Patient falls are considered to be a crucial safety concern in clinical practice. Nevertheless, there is an evident lack of systematic techniques to reduce the frequency of such incidents. A patient fall is a descent to the floor with or without injury to the patient. Thus, numerous risk factors should be eliminated to minimize the risks that patients can be exposed to while at a hospital.
In pediatrics, patient falls are of major concern since children and adolescents are generally more active. Most early attempts to analyze and solve the problem centered around the techniques that helped identify those young patients most likely to fall. Nevertheless, these studies did not provide uniform generalized ideas on how to prevent such occurrences. Therefore, medical workers had to develop and utilize various ingenious practices that sometimes proved risky. For instance, some nurses used to pin the call bell to the nightshirts of the most restless patients. Thus, it activated the emergency call bell systems when patients climbed out of bed.
Numerous studies have been conducted recently to develop and establish a single framework that can help reduce the frequency of patient falls at all hospitals nationwide. According to Watson et al. (2019), hospital policies, reduced supervision, disease processes, the environment, and patients transferring without assistance dominated the increased risks of patient falls. Therefore, hospitals can improve supervision and provide various enhancements, such as introducing lower beds, among other measures.
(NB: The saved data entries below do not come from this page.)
use glam::{EulerRot, Mat4, Quat, Vec3};

use super::animation;
use super::entity::MeshEntity;
use super::generator::generate_spheres;
use super::SceneState;
use crate::config::{DynamicSphereConfig, MeshConfig, MeshSource, TracerConfig};
use crate::core::events::FrameEventBus;
use crate::error::{Result, TracerError};
use crate::loaders::load_gltf_mesh;
use crate::types::SphereData;

/// Counts of what `populate` put into the scene
#[derive(Debug, Clone, Copy, Default, PartialEq, Eq)]
pub struct SceneSummary {
    pub static_spheres: usize,
    pub dynamic_spheres: usize,
    pub meshes: usize,
    pub animators: usize,
}

/// Register the configured content and subscribe its animators
pub fn populate(
    scene: &mut SceneState,
    events: &mut FrameEventBus<SceneState>,
    config: &TracerConfig,
) -> Result<SceneSummary> {
    config.spheres.validate()?;
    let mut summary = SceneSummary::default();

    let spheres = generate_spheres(&config.spheres);
    summary.static_spheres = spheres.len();
    scene.registry.register_static_spheres(spheres);

    for mesh in &config.meshes {
        let entity = load_mesh(mesh)?;
        log::info!(
            "Mesh '{}': {} vertices, {} triangles",
            entity.name,
            entity.vertex_count(),
            entity.triangle_count()
        );
        let id = scene.registry.register_mesh(entity);
        summary.meshes += 1;

        if mesh.spin_degrees != 0.0 {
            animation::spin_mesh(events, id, mesh.spin_degrees);
            summary.animators += 1;
        }
    }

    for sphere in &config.dynamic_spheres {
        let id = scene.registry.register_dynamic_sphere(dynamic_sphere(sphere));
        summary.dynamic_spheres += 1;

        if sphere.orbit_degrees != 0.0 {
            animation::orbit_dynamic_sphere(events, id, sphere.orbit_degrees);
            summary.animators += 1;
        }
    }

    let motion = &config.animation;
    if motion.camera_orbit_degrees != 0.0 || motion.camera_wave_distance != 0.0 {
        animation::orbit_camera(events, motion, scene.camera.position().y);
        summary.animators += 1;
    }

    log::info!(
        "Scene ready: {} static spheres, {} dynamic spheres, {} meshes, {} animators",
        summary.static_spheres,
        summary.dynamic_spheres,
        summary.meshes,
        summary.animators
    );
    Ok(summary)
}

fn load_mesh(config: &MeshConfig) -> Result<MeshEntity> {
    let entity = match &config.source {
        MeshSource::Gltf { path } => {
            if !path.exists() {
                return Err(TracerError::missing("mesh file", path));
            }
            load_gltf_mesh(path)?
        }
        MeshSource::Cube { size } => MeshEntity::cube(*size),
    };
    Ok(entity.with_transform(mesh_transform(config)))
}

/// Scale, then rotate Z, X, Y, then translate
pub fn mesh_transform(config: &MeshConfig) -> Mat4 {
    let [rx, ry, rz] = config.rotation_degrees.map(f32::to_radians);
    Mat4::from_scale_rotation_translation(
        Vec3::splat(config.scale),
        Quat::from_euler(EulerRot::YXZ, ry, rx, rz),
        Vec3::from_array(config.translation),
    )
}

fn dynamic_sphere(config: &DynamicSphereConfig) -> SphereData {
    SphereData::new(Vec3::from_array(config.position), config.radius)
        .with_albedo(config.albedo)
        .with_specular(config.specular)
        .with_smoothness(config.smoothness)
        .with_emission(config.emission)
}
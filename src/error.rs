use std::path::PathBuf;

/// Errors raised while setting up or driving the tracer
#[derive(thiserror::Error, Debug)]
pub enum TracerError {
    /// Inconsistent or out-of-range configuration values
    #[error("Configuration error: {0}")]
    Config(String),

    /// A required external resource (kernel, mesh, skybox) is missing
    #[error("Missing {kind} at {path:?}")]
    MissingResource { kind: &'static str, path: PathBuf },

    /// Mesh import failed
    #[error("Mesh load error: {0}")]
    MeshLoad(String),

    /// Adapter, device or mapping failure
    #[error("GPU error: {0}")]
    Gpu(String),

    /// Frame capture failed
    #[error("Capture error: {0}")]
    Capture(String),

    #[error("Image error: {0}")]
    Image(#[from] image::ImageError),

    #[error("IO error: {0}")]
    Io(#[from] std::io::Error),

    #[error("Parse error: {0}")]
    Parse(#[from] serde_json::Error),
}

pub type Result<T> = std::result::Result<T, TracerError>;

impl TracerError {
    pub fn missing(kind: &'static str, path: impl Into<PathBuf>) -> Self {
        Self::MissingResource {
            kind,
            path: path.into(),
        }
    }
}
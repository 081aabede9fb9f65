//! Tracer configuration, loaded from JSON and overridden from the command line.

use std::path::{Path, PathBuf};

use glam::Vec3;
use serde::{Deserialize, Serialize};

use crate::error::{Result, TracerError};

/// Top-level configuration
#[derive(Debug, Clone, Serialize, Deserialize)]
#[serde(default)]
pub struct TracerConfig {
    pub width: u32,
    pub height: u32,
    pub accumulation: bool,
    pub kernel_path: PathBuf,
    pub skybox_path: Option<PathBuf>,
    pub sequence: SequenceConfig,
    pub light: LightConfig,
    pub camera: CameraConfig,
    pub spheres: SphereGenConfig,
    pub meshes: Vec<MeshConfig>,
    pub dynamic_spheres: Vec<DynamicSphereConfig>,
    pub animation: AnimationConfig,
}

impl Default for TracerConfig {
    fn default() -> Self {
        Self {
            width: 800,
            height: 600,
            accumulation: true,
            kernel_path: PathBuf::from("shaders/path_trace.wgsl"),
            skybox_path: None,
            sequence: SequenceConfig::default(),
            light: LightConfig::default(),
            camera: CameraConfig::default(),
            spheres: SphereGenConfig::default(),
            meshes: Vec::new(),
            dynamic_spheres: Vec::new(),
            animation: AnimationConfig::default(),
        }
    }
}

impl TracerConfig {
    /// Load configuration from a JSON file
    pub fn load(path: impl AsRef<Path>) -> Result<Self> {
        let path = path.as_ref();
        if !path.exists() {
            return Err(TracerError::missing("config file", path));
        }
        let contents = std::fs::read_to_string(path)?;
        let config: Self = serde_json::from_str(&contents)?;
        config.validate()?;
        Ok(config)
    }

    /// Save configuration as pretty-printed JSON
    pub fn save(&self, path: impl AsRef<Path>) -> Result<()> {
        let contents = serde_json::to_string_pretty(self)?;
        std::fs::write(path, contents)?;
        Ok(())
    }

    /// Reject values the tracer cannot run with
    pub fn validate(&self) -> Result<()> {
        if self.width == 0 || self.height == 0 {
            return Err(TracerError::Config(format!(
                "viewport must be non-empty, got {}x{}",
                self.width, self.height
            )));
        }
        self.sequence.validate()?;
        self.spheres.validate()?;
        self.camera.validate()?;
        for sphere in &self.dynamic_spheres {
            if sphere.radius <= 0.0 {
                return Err(TracerError::Config(format!(
                    "dynamic sphere radius must be positive, got {}",
                    sphere.radius
                )));
            }
        }
        Ok(())
    }
}

/// Frame sequencing options
#[derive(Debug, Clone, Serialize, Deserialize)]
#[serde(default)]
pub struct SequenceConfig {
    /// Frames to produce per run
    pub max_render_count: u32,
    /// Seconds to wait between frames
    pub frame_render_delay: f32,
    /// Seconds to wait before the first frame
    pub warm_up_delay: f32,
    /// Seconds to wait after each capture
    pub post_capture_delay: f32,
    /// Capture every frame to disk
    pub record: bool,
    pub capture_dir: PathBuf,
}

impl Default for SequenceConfig {
    fn default() -> Self {
        Self {
            max_render_count: 360,
            frame_render_delay: 0.0,
            warm_up_delay: 1.0,
            post_capture_delay: 0.0,
            record: false,
            capture_dir: PathBuf::from("Render"),
        }
    }
}

impl SequenceConfig {
    pub fn validate(&self) -> Result<()> {
        let delays = [
            ("frame_render_delay", self.frame_render_delay),
            ("warm_up_delay", self.warm_up_delay),
            ("post_capture_delay", self.post_capture_delay),
        ];
        for (name, value) in delays {
            if !value.is_finite() || value < 0.0 {
                return Err(TracerError::Config(format!(
                    "{} must be a non-negative number of seconds, got {}",
                    name, value
                )));
            }
        }
        Ok(())
    }
}

/// Directional light packed into the kernel parameters
#[derive(Debug, Clone, Serialize, Deserialize)]
#[serde(default)]
pub struct LightConfig {
    pub direction: [f32; 3],
    pub intensity: f32,
}

impl Default for LightConfig {
    fn default() -> Self {
        Self {
            direction: [-0.3, -1.0, 0.4],
            intensity: 1.0,
        }
    }
}

/// Initial camera placement and projection
#[derive(Debug, Clone, Serialize, Deserialize)]
#[serde(default)]
pub struct CameraConfig {
    pub position: [f32; 3],
    pub look_at: [f32; 3],
    pub fov_degrees: f32,
    pub near: f32,
    pub far: f32,
}

impl Default for CameraConfig {
    fn default() -> Self {
        Self {
            position: [0.0, 40.0, -120.0],
            look_at: [0.0, 0.0, 0.0],
            fov_degrees: 60.0,
            near: 0.3,
            far: 1000.0,
        }
    }
}

impl CameraConfig {
    pub fn validate(&self) -> Result<()> {
        if !(self.fov_degrees > 0.0 && self.fov_degrees < 180.0) {
            return Err(TracerError::Config(format!(
                "camera fov must be in (0, 180) degrees, got {}",
                self.fov_degrees
            )));
        }
        if !(self.near > 0.0 && self.far > self.near) {
            return Err(TracerError::Config(format!(
                "camera clip planes must satisfy 0 < near < far, got {} / {}",
                self.near, self.far
            )));
        }
        if Vec3::from_array(self.position).distance_squared(Vec3::from_array(self.look_at)) == 0.0 {
            return Err(TracerError::Config(
                "camera position and look_at must differ".to_string(),
            ));
        }
        Ok(())
    }
}

/// Random static sphere generation
#[derive(Debug, Clone, Serialize, Deserialize)]
#[serde(default)]
pub struct SphereGenConfig {
    pub radius_range: [f32; 2],
    pub max_count: u32,
    pub placement_radius: f32,
    pub seed: u64,
    /// Probability of an emissive sphere
    pub emission_chance: f32,
    /// Probability of a metallic sphere
    pub metal_chance: f32,
    pub smoothness_range: [f32; 2],
    /// Placement draws allowed before accepting a shortfall
    pub max_attempts: Option<u32>,
}

impl Default for SphereGenConfig {
    fn default() -> Self {
        Self {
            radius_range: [3.0, 8.0],
            max_count: 100,
            placement_radius: 100.0,
            seed: 0,
            emission_chance: 0.3,
            metal_chance: 0.6,
            smoothness_range: [0.0, 1.0],
            max_attempts: None,
        }
    }
}

impl SphereGenConfig {
    pub fn attempt_budget(&self) -> u32 {
        self.max_attempts
            .unwrap_or_else(|| self.max_count.saturating_mul(100))
    }

    pub fn validate(&self) -> Result<()> {
        let [rmin, rmax] = self.radius_range;
        if !(rmin > 0.0 && rmax >= rmin) {
            return Err(TracerError::Config(format!(
                "sphere radius range must satisfy 0 < min <= max, got [{}, {}]",
                rmin, rmax
            )));
        }
        if self.placement_radius < 0.0 {
            return Err(TracerError::Config(format!(
                "placement radius must be non-negative, got {}",
                self.placement_radius
            )));
        }
        let chances_ok = (0.0..=1.0).contains(&self.emission_chance)
            && (0.0..=1.0).contains(&self.metal_chance)
            && self.emission_chance + self.metal_chance <= 1.0;
        if !chances_ok {
            return Err(TracerError::Config(format!(
                "material chances must be probabilities summing to at most 1, got emission {} metal {}",
                self.emission_chance, self.metal_chance
            )));
        }
        let [smin, smax] = self.smoothness_range;
        if !(0.0 <= smin && smin <= smax && smax <= 1.0) {
            return Err(TracerError::Config(format!(
                "smoothness range must lie within [0, 1], got [{}, {}]",
                smin, smax
            )));
        }
        Ok(())
    }
}

/// Where a mesh entity's geometry comes from
#[derive(Debug, Clone, Serialize, Deserialize)]
#[serde(tag = "type", rename_all = "snake_case")]
pub enum MeshSource {
    Gltf { path: PathBuf },
    Cube { size: f32 },
}

/// Mesh entity placed in the scene
#[derive(Debug, Clone, Serialize, Deserialize)]
pub struct MeshConfig {
    pub source: MeshSource,
    #[serde(default)]
    pub translation: [f32; 3],
    #[serde(default)]
    pub rotation_degrees: [f32; 3],
    #[serde(default = "unit_scale")]
    pub scale: f32,
    /// Rotation about the local up axis applied after every frame
    #[serde(default)]
    pub spin_degrees: f32,
}

fn unit_scale() -> f32 {
    1.0
}

/// Individually registered sphere that may orbit the origin
#[derive(Debug, Clone, Serialize, Deserialize)]
#[serde(default)]
pub struct DynamicSphereConfig {
    pub position: [f32; 3],
    pub radius: f32,
    pub albedo: [f32; 3],
    pub specular: [f32; 3],
    pub smoothness: f32,
    pub emission: [f32; 3],
    /// Rotation about the world up axis applied after every frame
    pub orbit_degrees: f32,
}

impl Default for DynamicSphereConfig {
    fn default() -> Self {
        Self {
            position: [0.0, 5.0, 0.0],
            radius: 5.0,
            albedo: [0.8, 0.8, 0.8],
            specular: [0.04, 0.04, 0.04],
            smoothness: 0.5,
            emission: [0.0; 3],
            orbit_degrees: 0.0,
        }
    }
}

/// Per-frame camera motion
#[derive(Debug, Clone, Serialize, Deserialize)]
#[serde(default)]
pub struct AnimationConfig {
    /// Orbit of the camera about the world up axis, per frame
    pub camera_orbit_degrees: f32,
    /// Amplitude of the vertical camera swing
    pub camera_wave_distance: f32,
    /// Frames per half period of the swing
    pub camera_wave_period: f32,
}

impl Default for AnimationConfig {
    fn default() -> Self {
        Self {
            camera_orbit_degrees: 0.0,
            camera_wave_distance: 0.0,
            camera_wave_period: 90.0,
        }
    }
}
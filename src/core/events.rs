/// Handle returned by [`FrameEventBus::subscribe`]
#[derive(Debug, Clone, Copy, PartialEq, Eq, Hash)]
pub struct SubscriptionId(u64);

/// Callback invoked after each rendered frame
pub type FrameHandler<C> = Box<dyn FnMut(u32, &mut C)>;

/// Observer list for "frame rendered" notifications
///
/// Handlers receive the frame index and a mutable reference to the context
/// they animate (the tracer's scene state). Publishing borrows the bus
/// mutably, so a handler can never reach the bus to unsubscribe others while
/// a publish is in progress.
pub struct FrameEventBus<C> {
    handlers: Vec<(SubscriptionId, FrameHandler<C>)>,
    next_id: u64,
}

impl<C> FrameEventBus<C> {
    pub fn new() -> Self {
        Self {
            handlers: Vec::new(),
            next_id: 0,
        }
    }

    pub fn subscribe<F>(&mut self, handler: F) -> SubscriptionId
    where
        F: FnMut(u32, &mut C) + 'static,
    {
        let id = SubscriptionId(self.next_id);
        self.next_id += 1;
        self.handlers.push((id, Box::new(handler)));
        id
    }

    /// Remove a handler; returns false if it was not subscribed
    pub fn unsubscribe(&mut self, id: SubscriptionId) -> bool {
        let before = self.handlers.len();
        self.handlers.retain(|(handler_id, _)| *handler_id != id);
        self.handlers.len() != before
    }

    /// Invoke every handler in subscription order
    pub fn publish(&mut self, frame: u32, context: &mut C) {
        for (_, handler) in self.handlers.iter_mut() {
            handler(frame, context);
        }
    }

    pub fn len(&self) -> usize {
        self.handlers.len()
    }

    pub fn is_empty(&self) -> bool {
        self.handlers.is_empty()
    }

    pub fn clear(&mut self) {
        self.handlers.clear();
    }
}

impl<C> Default for FrameEventBus<C> {
    fn default() -> Self {
        Self::new()
    }
}

#[cfg(test)]
mod tests {
    use super::*;

    #[test]
    fn publish_runs_handlers_in_subscription_order() {
        let mut bus: FrameEventBus<Vec<String>> = FrameEventBus::new();
        bus.subscribe(|frame, log| log.push(format!("a{}", frame)));
        bus.subscribe(|frame, log| log.push(format!("b{}", frame)));

        let mut log = Vec::new();
        bus.publish(0, &mut log);
        bus.publish(1, &mut log);

        assert_eq!(log, vec!["a0", "b0", "a1", "b1"]);
    }

    #[test]
    fn unsubscribe_removes_only_that_handler() {
        let mut bus: FrameEventBus<Vec<u32>> = FrameEventBus::new();
        let first = bus.subscribe(|frame, log| log.push(frame));
        bus.subscribe(|frame, log| log.push(frame + 100));

        assert!(bus.unsubscribe(first));
        assert!(!bus.unsubscribe(first));

        let mut log = Vec::new();
        bus.publish(3, &mut log);
        assert_eq!(log, vec![103]);
        assert_eq!(bus.len(), 1);
    }

    #[test]
    fn handlers_keep_their_own_state() {
        let mut bus: FrameEventBus<u32> = FrameEventBus::new();
        let mut calls = 0;
        bus.subscribe(move |_, total| {
            calls += 1;
            *total = calls;
        });

        let mut total = 0;
        for frame in 0..5 {
            bus.publish(frame, &mut total);
        }
        assert_eq!(total, 5);
    }

    #[test]
    fn publish_with_no_handlers_is_noop() {
        let mut bus: FrameEventBus<u32> = FrameEventBus::default();
        let mut value = 7;
        bus.publish(0, &mut value);
        assert_eq!(value, 7);
        assert!(bus.is_empty());
    }
}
Patient falls represent a unique problem directly linked to the environment medical workers create and sustain at a given hospital. High patient fall rates can unexpectedly undermine all the efforts of doctors and nurses. Therefore, it is crucial to address the issue by encouraging nurses to care about the environment and safety standards at hospitals as much as about the treatment process.
References
Watson, B., Salmoni, A., & Zecevic, A. (2019). Case analysis of factors contributing to patient falls. Clinical Nursing Research, 28(8), 911–930. Web.